Matrices and cells were prepared as for immunofluorescence studies. Cells were plated in serum-free DMEM at a density of 1.5 × 106 per 35-mm dish and allowed to spread on matrices for 15, 30, or 60 min. At the end of the incubation period cells were washed with PBS and then lysed in 200 μl RIPA lysis buffer (50 mM Tris-HCl, pH 7.5, 150 mM NaCl, 1% NP-40, 0.25% Na-deoxycholate, 1 mM PMSF, 1 mM NaVO4, 1 mM EDTA, 50 mg/ml leupeptin, 0.5% aprotinin) on ice for 15 min (Kanner et al., 1989 ). The cells were scraped with a rubber policeman, and lysate was collected and centrifuged for 10 min at 4°C. The pellet was discarded, and the protein concentration of the supernatant was determined using the BCA Protein Assay (Pierce, Rockford, IL). Four micrograms of anti-FAK mAb (Upstate Biotechnology) was added to 250 μg of total cell lysate and incubated at 4°C overnight while rotating. Fifty microliters of washed and packed protein-G agarose beads (Calbiochem) was added to the lysates. After an additional 2-h incubation the beads were washed three times with cold RIPA buffer. Protein was eluted from the beads by boiling in electrophoresis sample buffer (2% SDS, 80 mM Tris-HCl, pH 6.8, 10% glycerol, 0.01% bromophenol blue, 100 mM DTT) for 5 min.
Samples were run on a 6% polyacrylamide-SDS gel and transferred to nitrocellulose. Proteins were detected using anti-FAK mAb (Transduction Laboratories, Lexington, KY) at 1:1000, or PT66 antiphosphotyrosine mAb (Sigma Chemical Co.) at 1:3333. Primary antibodies were detected using horseradish peroxidase–conjugated goat anti-mouse secondary antibody (Pierce) diluted 1:50,000 and Supersignal chemiluminescent detection reagent (Pierce).
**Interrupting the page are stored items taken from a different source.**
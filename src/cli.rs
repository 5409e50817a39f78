use clap::{Parser, Subcommand};

/// GreenInvest+ — an ESG demo dashboard that compares financial products and flags greenwashing.
#[derive(Parser, Debug)]
#[command(name = "green_invest")]
#[command(author, version, about, long_about = None)]
pub struct Cli {
    #[command(subcommand)]
    pub command: Option<Command>,
}

#[derive(Subcommand, Debug)]
pub enum Command {
    /// Browse the dashboard pages interactively.
    Menu,

    /// Print the ESG portfolio overview.
    Dashboard {
        /// Emit the rows as JSON instead of the rendered view.
        #[arg(long)]
        json: bool,
    },

    /// Compare two products by name.
    Compare {
        /// First product name.
        first: String,

        /// Second product name.
        second: String,

        /// Emit the result as JSON instead of the rendered view.
        #[arg(long)]
        json: bool,
    },

    /// Export the product table to a CSV file.
    Export {
        /// Output file path.
        #[arg(short, long, default_value = "esg_products.csv")]
        output: String,
    },
}

impl Default for Command {
    fn default() -> Self {
        Command::Menu
    }
}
Matrices were prepared as for immunofluorescence except 1 × 106 cells/ml were added to the matrix components. Immediately after the addition of thrombin, the mixture was pipetted into 48-well plates that had been coated with 1% BSA overnight at 4°C. The cell-matrix mixture was allowed to polymerize for 30 min at 37°C. The clots were then carefully detached from the dishes, and matrix contraction was visualized. The area of the matrix was measured over time using a ruler, subtracted from the starting area, and expressed as a percentage of the starting area.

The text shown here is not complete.